Le monothéisme est une invention récente qui opère de manière progressive une véritable révolution dans les relations entre les dieux et les hommes. Aux mille et une divinités largement anthropomorphisées du polythéisme se substitue la transcendance radicale d’un dieu unique échappant à toute représentation dont le texte deviendra la demeure.
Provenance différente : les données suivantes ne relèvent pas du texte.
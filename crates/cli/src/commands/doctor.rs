//! `salespulse doctor` — Diagnose system health.

use salespulse_analytics::{ColumnKind, Dataset, DatasetOptions};
use salespulse_config::AppConfig;
use salespulse_core::Provider;
use salespulse_providers::router::{build_from_config, model_for};
use std::path::{Path, PathBuf};

pub async fn run(
    explicit: Option<&Path>,
    dataset_override: Option<PathBuf>,
) -> Result<(), Box<dyn std::error::Error>> {
    println!("🩺 SalesPulse Doctor — System Diagnostics");
    println!("=========================================\n");

    let mut issues = 0;

    // Check config
    let config_path = super::config_path(explicit);
    if !config_path.exists() {
        println!(
            "  ⚠️  No config file at {}, using defaults (run `salespulse onboard`)",
            config_path.display()
        );
        issues += 1;
    }

    let mut config = match AppConfig::load_with_env(&config_path) {
        Ok(config) => {
            println!("  ✅ Config valid");
            config
        }
        Err(e) => {
            println!("  ❌ Config invalid: {e}");
            println!("\n  ⚠️  Fix the config file before running other checks.");
            return Ok(());
        }
    };
    if let Some(dataset) = dataset_override {
        config.dataset.path = dataset;
    }

    // Check API key
    if config.has_api_key() {
        println!("  ✅ API key configured");
    } else {
        println!("  ⚠️  No API key — set OPENAI_API_KEY (or add api_key to config.toml)");
        issues += 1;
    }
    println!(
        "  ℹ️  Provider: {}, model: {}",
        config.default_provider,
        model_for(&config, &config.default_provider)
    );

    // Check provider reachability
    match build_from_config(&config).default() {
        Some(provider) => match provider.health_check().await {
            Ok(true) => println!("  ✅ Provider {} reachable", provider.name()),
            Ok(false) => {
                println!("  ⚠️  Provider {} answered but rejected the request", provider.name());
                issues += 1;
            }
            Err(e) => {
                println!("  ❌ Provider {} unreachable: {e}", provider.name());
                issues += 1;
            }
        },
        None => {
            println!("  ❌ Provider '{}' is not configured", config.default_provider);
            issues += 1;
        }
    }

    // Check dataset
    let options = DatasetOptions::from(&config.dataset);
    match Dataset::load(&config.dataset.path, &options) {
        Ok(dataset) => {
            let numeric = dataset
                .columns()
                .iter()
                .filter(|c| c.kind == ColumnKind::Numeric)
                .count();
            println!(
                "  ✅ Dataset {} loaded: {} records, {} employees, {} months, {} numeric columns",
                config.dataset.path.display(),
                dataset.len(),
                dataset.employee_ids().count(),
                dataset.month_count(),
                numeric
            );
        }
        Err(e) => {
            println!("  ❌ Dataset unusable: {e}");
            issues += 1;
        }
    }

    println!(
        "  ℹ️  Pipeline: {} team chunks, {} concurrent calls, {} attempt(s) per call",
        config.pipeline.team_chunks, config.pipeline.max_concurrency, config.retry.max_attempts
    );

    // Summary
    println!();
    if issues == 0 {
        println!("  🎉 All checks passed!");
    } else {
        println!("  ⚠️  {issues} issue(s) found. See above for details.");
    }

    Ok(())
}
#[cfg(test)]
mod tests {
    use super::*;
    use std::io::Write;

    #[test]
    fn default_config_is_valid() {
        let config = AppConfig::default();
        assert_eq!(config.default_provider, "openai");
        assert_eq!(config.default_model, "gpt-4o-mini");
        assert_eq!(config.gateway.port, 8000);
        assert_eq!(config.pipeline.team_chunks, 10);
        assert_eq!(config.pipeline.month_order, MonthOrder::FirstAppearance);
        assert_eq!(config.retry.max_attempts, 1);
        assert!(config.validate().is_ok());
    }

    #[test]
    fn config_roundtrip_toml() {
        let config = AppConfig::default();
        let toml_str = toml::to_string_pretty(&config).unwrap();
        let parsed: AppConfig = toml::from_str(&toml_str).unwrap();
        assert_eq!(parsed.default_provider, config.default_provider);
        assert_eq!(parsed.gateway.port, config.gateway.port);
        assert_eq!(parsed.dataset.path, config.dataset.path);
    }

    #[test]
    fn invalid_temperature_rejected() {
        let config = AppConfig {
            default_temperature: 5.0,
            ..AppConfig::default()
        };
        assert!(config.validate().is_err());
    }

    #[test]
    fn zero_chunks_rejected() {
        let mut config = AppConfig::default();
        config.pipeline.team_chunks = 0;
        assert!(config.validate().is_err());
    }

    #[test]
    fn zero_concurrency_rejected() {
        let mut config = AppConfig::default();
        config.pipeline.max_concurrency = 0;
        assert!(config.validate().is_err());
    }

    #[test]
    fn missing_config_file_returns_defaults() {
        let result = AppConfig::load_from(Path::new("/nonexistent/config.toml"));
        let config = result.unwrap();
        assert_eq!(config.default_provider, "openai");
    }

    #[test]
    fn partial_file_keeps_defaults() {
        let mut file = tempfile::NamedTempFile::new().unwrap();
        writeln!(
            file,
            r#"
default_model = "gpt-4o"

[dataset]
path = "/data/sales.csv"

[pipeline]
month_order = "chronological"
max_concurrency = 1
"#
        )
        .unwrap();

        let config = AppConfig::load_from(file.path()).unwrap();
        assert_eq!(config.default_model, "gpt-4o");
        assert_eq!(config.dataset.path, PathBuf::from("/data/sales.csv"));
        assert_eq!(config.dataset.identifier_column, "employee_id");
        assert_eq!(config.pipeline.month_order, MonthOrder::Chronological);
        assert_eq!(config.pipeline.max_concurrency, 1);
        assert_eq!(config.pipeline.team_chunks, 10);
    }

    #[test]
    fn invalid_file_reports_parse_error() {
        let mut file = tempfile::NamedTempFile::new().unwrap();
        writeln!(file, "default_model = [").unwrap();
        let err = AppConfig::load_from(file.path()).unwrap_err();
        assert!(matches!(err, ConfigError::ParseError { .. }));
    }

    #[test]
    fn debug_redacts_api_key() {
        let config = AppConfig {
            api_key: Some("sk-very-secret".into()),
            ..AppConfig::default()
        };
        let text = format!("{config:?}");
        assert!(!text.contains("sk-very-secret"));
        assert!(text.contains("[REDACTED]"));
    }

    #[test]
    fn default_toml_generation() {
        let toml_str = AppConfig::default_toml();
        assert!(toml_str.contains("gpt-4o-mini"));
        assert!(toml_str.contains("first_appearance"));
    }

    fn vars(pairs: &[(&str, &str)]) -> impl Fn(&str) -> Option<String> {
        let pairs: Vec<(String, String)> = pairs
            .iter()
            .map(|(k, v)| (k.to_string(), v.to_string()))
            .collect();
        move |name| {
            pairs
                .iter()
                .find(|(k, _)| k == name)
                .map(|(_, v)| v.clone())
        }
    }

    #[test]
    fn overrides_are_applied() {
        let config = AppConfig::default()
            .with_overrides(vars(&[
                ("OPENAI_API_KEY", "sk-env"),
                ("SALESPULSE_MODEL", "gpt-4o"),
                ("SALESPULSE_DATASET", "/srv/sales.csv"),
            ]))
            .unwrap();
        assert_eq!(config.api_key.as_deref(), Some("sk-env"));
        assert_eq!(config.default_model, "gpt-4o");
        assert_eq!(config.dataset.path, PathBuf::from("/srv/sales.csv"));
    }

    #[test]
    fn overridden_values_are_validated() {
        let err = AppConfig::default()
            .with_overrides(vars(&[("SALESPULSE_MODEL", "")]))
            .unwrap_err();
        assert!(matches!(err, ConfigError::ValidationError(m) if m.contains("default_model")));

        let err = AppConfig::default()
            .with_overrides(vars(&[("SALESPULSE_DATASET", "")]))
            .unwrap_err();
        assert!(matches!(err, ConfigError::ValidationError(m) if m.contains("dataset.path")));
    }

    #[test]
    fn invalid_file_values_fail_after_overrides() {
        let mut file = tempfile::NamedTempFile::new().unwrap();
        writeln!(file, "[pipeline]\nteam_chunks = 0").unwrap();
        let config = AppConfig::load_from(file.path()).unwrap();
        assert!(config.with_overrides(vars(&[])).is_err());
    }
}
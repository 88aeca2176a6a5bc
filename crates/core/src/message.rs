//! Chat message value objects sent to the LLM backend.
//!
//! SalesPulse only ever sends single-turn prompts, but the wire format of
//! chat-completion APIs is message based, so prompts travel as [`Message`]s.

use serde::{Deserialize, Serialize};

/// The role of a message sender.
#[derive(Debug, Clone, PartialEq, Eq, Serialize, Deserialize)]
#[serde(rename_all = "lowercase")]
pub enum Role {
    /// The caller (a rendered prompt)
    User,
    /// The model
    Assistant,
}

/// A single chat message.
#[derive(Debug, Clone, Serialize, Deserialize)]
pub struct Message {
    /// Who sent this message
    pub role: Role,

    /// The text content
    pub content: String,
}

impl Message {
    /// Create a new user message.
    pub fn user(content: impl Into<String>) -> Self {
        Self {
            role: Role::User,
            content: content.into(),
        }
    }

    /// Create a new assistant message.
    pub fn assistant(content: impl Into<String>) -> Self {
        Self {
            role: Role::Assistant,
            content: content.into(),
        }
    }
}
Aux caprices présidant aux décisions arbitraires de divinités trop humaines se substitue la constance structurante de l’Alliance qui fixe, à la manière d’un contrat de mariage, les termes du pacte établi entre Dieu et son peuple.

Sa première émergence serait, selon la tradition, imputable à Moïse qui reçoit au Buisson ardent la révélation du Nom de Dieu, le tétragramme YHWH, signature mystérieuse, dont l’un des sens se rapporte au verbe « être » à tous les modes, accompli ou inaccompli : « Je suis qui Je suis », ou « Je suis qui Je serai », ou « Je serai qui Je suis. » Ainsi est indiqué le « lieu » de Dieu, comme espace retiré, réserve blanche qui échappe à toute projection ou représentation, Vide actif en perpétuel devenir. Affirmation d’un écart, d’une incompressible distance, le monothéisme creuse sa profondeur dans une marche de quarante ans au désert, il se fortifie dans l’exode, arrachement à la terre d’Égypte. C’est au cours de l’exil à Babylone au 6e siècle qu’il trouve dans le Livre de la consolation d’Israël du Second Isaïe, sa forme accomplie : « Moi, c’est moi Yahwé, et en dehors de moi il n’y a pas de sauveur. »1

L’adorant au chevreau
L’adorant au chevreau |

Photo © RMN-Grand Palais (musée du Louvre) / P. et M. Chuzeville

Au commencement était le voyage
Au commencement était le voyage |

Photo © RMN-Grand Palais (musée du Louvre) / Hervé Lewandowski

Comme si le passage par l’épreuve du peuple d’Israël avait permis la naissance d’une intuition vertigineuse, celle du dieu fragile – dépouillé des fureurs guerrières qui accompagnaient le « Dieu des armées » –, seul dieu dont la tendresse puisse être partagée par tous.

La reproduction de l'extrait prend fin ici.